Die Zahlen sprechen eine unmissverständliche Sprache. Zwölf Komma eins Millionen Euro. So viel war die Málaga-Mannschaft im August 2025 bei Transfermarkt noch wert. Ein Jahr später, nach dem sensationellen Aufstieg in die Primera División, steht die gleiche Truppe bei 35 Millionen. Ein Plus von 189,3 Prozent. Fast verdreifacht. In einer einzigen Saison.

Chupete: vom halben zum zehner

Keiner hat diesen Sprung so drastisch erlebt wie Chupete. Der Stürmer aus Córdoba, dessen Spitzname an Kindheitstage erinnert, war für 500.000 Euro zu haben. Fünfhunderttausend. Kleingeld im modernen Fußball. Dann schoss er 25 Tore. Jetzt kostet er zehn Millionen. Zwanzigmal so viel. Er ist der teuerste Spieler im Kader von Trainer Juanfran Funes.

Aber Chupete ist nicht allein. Larrubia, der Junge aus dem Viertel La Luz, stieg von einer auf fünf Millionen. Der eigene Nachwuchs, direkt aus der Nachbarschaft, plötzlich begehrtes Gut. Die Tore und Vorlagen der beiden haben den Marktwert nicht nur verändert – sie haben ihn neu erfunden.

Die liste der begehrten wächst täglich

Die liste der begehrten wächst täglich

Rafita hat bereits Anfragen von Osasuna und Real Betis auf dem Tisch. Dani Lorenzo interessiert den Espanyol. Der Celta Vigo soll David Larrubia beobachten. Die Namen lesen sich wie ein Who-is-Who der spanischen Mittelklasse: Joaquín Muñoz, Rafa, Ochoa. Alle wurden gescoutet. Alle haben nun Etiketten aus der Primera División oder dem europäischen Ausland.

Sportdirektor Loren Juarros sitzt derzeit auf einem Goldschatz, den er selbst zusammengestellt hat. Doch das ist nur die halbe Geschichte.

Der pakt der „bichos“

Der pakt der „bichos“

Im Kabinentrakt hat sich etwas entwickelt, das man in der modernen Fußballökonomie kaum noch findet. Ein stiller Vertrag. Die Spieler nennen sich selbst „die Bichos von Funes“ – die Kreaturen des Trainers. Und diese Kreaturen wollen zusammenbleiben. Nicht trotz des Erfolgs. Wegen des Erfolgs.

Funes selbst hat es formuliert, als die Mannschaft auf dem Balkon des Rathauses von Málaga stand. Die Stimme brach ihm fast, die Menge brüllte. „Der schönste Teil des Aufstiegs“, sagte er, „ist, dass all unsere Bichos bei uns bleiben.“ Kein Pathos. Eine Feststellung. Fast ein Versprechen.
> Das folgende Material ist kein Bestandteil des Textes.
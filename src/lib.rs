//! regharvest - resumable harvester for public document-comment registries.
//!
//! Lists every comment on a JavaScript-rendered registry, fetches each
//! comment's detail page, and appends merged records to an output file that
//! doubles as the checkpoint for the next run.

pub mod checkpoint;
pub mod cli;
pub mod config;
pub mod crawl;
pub mod error;
pub mod extract;
pub mod fetcher;
pub mod lister;
pub mod merge;
pub mod models;
pub mod pacing;
pub mod renderer;

pub use checkpoint::{load_persisted, plan_resume, resume_cursor, CheckpointStore};
pub use config::HarvestConfig;
pub use crawl::{stop_channel, CrawlReport, Crawler};
pub use error::{CheckpointError, HarvestError, MergeError, RenderError};
pub use merge::merge;
pub use models::{CommentDetail, CommentSummary, MergedRecord};
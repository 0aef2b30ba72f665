//! Record types produced by the harvester.
//!
//! Field names serialize in camelCase and optional fields serialize as `null`
//! rather than being omitted, so every record in the output file has the same
//! shape.

use serde::{Deserialize, Serialize};

/// Listing-page view of a single comment, captured before its detail page is fetched.
#[derive(Debug, Clone, PartialEq, Eq, Serialize, Deserialize)]
#[serde(rename_all = "camelCase")]
pub struct CommentSummary {
    pub id: String,
    pub title: String,
    /// Path (usually relative) to the comment's detail page.
    pub detail_url: String,
    pub agency: String,
    pub posted_date: String,
}

#[derive(Debug, Clone, Default, PartialEq, Eq, Serialize, Deserialize)]
#[serde(rename_all = "camelCase")]
pub struct Address {
    pub line1: Option<String>,
    pub line2: Option<String>,
    pub city: Option<String>,
    pub state: Option<String>,
    pub zip: Option<String>,
    pub country: Option<String>,
}

impl Address {
    /// True when no address markup was found at all.
    pub fn is_empty(&self) -> bool {
        self.line1.is_none()
            && self.line2.is_none()
            && self.city.is_none()
            && self.state.is_none()
            && self.zip.is_none()
            && self.country.is_none()
    }
}

#[derive(Debug, Clone, Default, PartialEq, Eq, Serialize, Deserialize)]
#[serde(rename_all = "camelCase")]
pub struct Submitter {
    pub name: Option<String>,
    pub organization: Option<String>,
    pub representative: Option<String>,
    pub address: Address,
}

#[derive(Debug, Clone, PartialEq, Eq, Serialize, Deserialize)]
#[serde(rename_all = "camelCase")]
pub struct Attachment {
    pub title: String,
    /// Absent when the attachment block carries no download link.
    pub download_url: Option<String>,
}

/// Full view of a comment extracted from its detail page.
///
/// Every field other than `id` may be absent; a missing markup region is not an error.
#[derive(Debug, Clone, PartialEq, Eq, Serialize, Deserialize)]
#[serde(rename_all = "camelCase")]
pub struct CommentDetail {
    /// Derived from the detail URL, never from page content.
    pub id: String,
    pub tracking_number: Option<String>,
    pub document_subtype: Option<String>,
    pub received_date: Option<String>,
    pub submitter: Submitter,
    pub content: Option<String>,
    pub attachments: Vec<Attachment>,
}

impl CommentDetail {
    /// A detail record with only its id set.
    pub fn empty(id: impl Into<String>) -> Self {
        Self {
            id: id.into(),
            tracking_number: None,
            document_subtype: None,
            received_date: None,
            submitter: Submitter::default(),
            content: None,
            attachments: Vec::new(),
        }
    }
}

/// One output row: summary and detail joined on `id`.
///
/// Append-only once persisted.
#[derive(Debug, Clone, PartialEq, Eq, Serialize, Deserialize)]
#[serde(rename_all = "camelCase")]
pub struct MergedRecord {
    pub id: String,
    pub title: String,
    pub detail_url: String,
    pub agency: String,
    pub posted_date: String,
    pub tracking_number: Option<String>,
    pub document_subtype: Option<String>,
    pub received_date: Option<String>,
    pub submitter: Submitter,
    pub content: Option<String>,
    pub attachments: Vec<Attachment>,
}

#[cfg(test)]
mod tests {
    use super::*;

    #[test]
    fn test_absent_fields_serialize_as_null() {
        let record = MergedRecord {
            id: "PHMSA-2011-0023-0407".to_string(),
            title: "Comment from Jane Doe".to_string(),
            detail_url: "/comment/PHMSA-2011-0023-0407".to_string(),
            agency: "PHMSA".to_string(),
            posted_date: "Jun 1, 2011".to_string(),
            tracking_number: None,
            document_subtype: None,
            received_date: None,
            submitter: Submitter::default(),
            content: None,
            attachments: Vec::new(),
        };

        let json = serde_json::to_value(&record).unwrap();
        assert!(json["trackingNumber"].is_null());
        assert!(json["content"].is_null());
        assert!(json["submitter"]["address"]["line2"].is_null());
        assert_eq!(json["postedDate"], "Jun 1, 2011");
        assert_eq!(json["attachments"], serde_json::json!([]));
    }

    #[test]
    fn test_address_is_empty() {
        assert!(Address::default().is_empty());
        let addr = Address {
            city: Some("Denver".to_string()),
            ..Default::default()
        };
        assert!(!addr.is_empty());
    }
}
//! Shared HTTP plumbing for the vendor clients.
//!
//! # Retry Strategy
//!
//! Both the transcription and speech clients go through [`send_with_retry`]:
//! - HTTP 429 (rate limited) and 5xx (server error) → retry
//! - HTTP 4xx (client error, not 429) → fail immediately
//! - Network errors → retry
//! - Backoff: 1s, 2s, 4s, 8s, 16s, 32s (capped at 2^5)
//!
//! `maxRetries: 0` (the default) means a single attempt.

use anyhow::{anyhow, Context, Result};
use reqwest::{Client, RequestBuilder, Response, StatusCode};
use std::time::Duration;
use tracing::{debug, warn};

/// Build the client shared by every request of one vendor client.
pub fn build_client(timeout_secs: u64) -> Result<Client> {
    Client::builder()
        .timeout(Duration::from_secs(timeout_secs))
        .build()
        .context("Failed to build HTTP client")
}

/// Join the configured base URL and an endpoint path.
pub fn endpoint(base_url: &str, path: &str) -> String {
    format!("{}{}", base_url.trim_end_matches('/'), path)
}

/// Delay before retry number `attempt` (1-based).
pub fn backoff_delay(attempt: u32) -> Duration {
    Duration::from_secs(1 << attempt.saturating_sub(1).min(5))
}

fn is_retryable(status: StatusCode) -> bool {
    status == StatusCode::TOO_MANY_REQUESTS || status.is_server_error()
}

/// Send the request produced by `build`, retrying transient failures.
///
/// `build` is called once per attempt because multipart bodies cannot be
/// replayed. Non-success responses become errors carrying the status and
/// the response body.
pub async fn send_with_retry<F>(max_retries: u32, what: &str, mut build: F) -> Result<Response>
where
    F: FnMut() -> RequestBuilder,
{
    let mut last_err = None;

    for attempt in 0..=max_retries {
        if attempt > 0 {
            let delay = backoff_delay(attempt);
            warn!(attempt, delay_secs = delay.as_secs(), "retrying {}", what);
            tokio::time::sleep(delay).await;
        }

        match build().send().await {
            Ok(response) => {
                let status = response.status();
                debug!(%status, attempt, "{} response", what);

                if status.is_success() {
                    return Ok(response);
                }

                let body_text = response.text().await.unwrap_or_default();
                let err = anyhow!("{} failed, status: {}, response: {}", what, status, body_text);

                if is_retryable(status) {
                    last_err = Some(err);
                    continue;
                }
                return Err(err);
            }
            Err(e) => {
                last_err = Some(anyhow::Error::new(e).context(format!("{} request failed", what)));
                continue;
            }
        }
    }

    Err(last_err.unwrap_or_else(|| anyhow!("{} failed after retries", what)))
}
Chupete, Larrubia und Dani Lorenzo wiederholten es in Interviews während der Feierlichkeiten. Sie wollen in der Primera División spielen. Aber zusammen. Als Gruppe. Als das, was sie in der Tercera RFEF waren, als sie noch im Gruppe IX gegen Amateurvereine antraten.

Cláusulas oder nichts

Der Verein hat die Position klar definiert. Ohne die Ablösesumme wird niemand gehen. Keine Diskussionen, keine Gentleman-Agreements. Málaga hat den Aufstieg finanziell überlebenswichtig gemacht, und jetzt sollen die Spieler den Verein ebenso überlebenswichtig machen. Der Sommer wird lang. Die WM in Nordamerika verzögert den Transfermarkt, die späte Saison-Ende verschiebt alle Zeitpläne. Aber die Angebote werden kommen. Das wissen alle.

Die Frage ist, ob sie durchkommen. Die Spieler haben einen Traum. Der Verein hat eine Strategie. Und dazwischen stehen die Cláusulas de rescisión, die Vertragsklauseln, die alles oder nichts bedeuten.

Was in Málaga passiert, ist mehr als eine Erfolgsgeschichte. Es ist ein Experiment: Kann eine Mannschaft, die aus der dritten Liga in die erste stürmt, ihren Zusammenhalt gegen das Geld verteidigen? Die nächsten Wochen werden zeigen, ob der Pakt der Bichos hält. Oder ob die Marktwerte am Ende doch stärker sind als die Kabinengemeinschaft.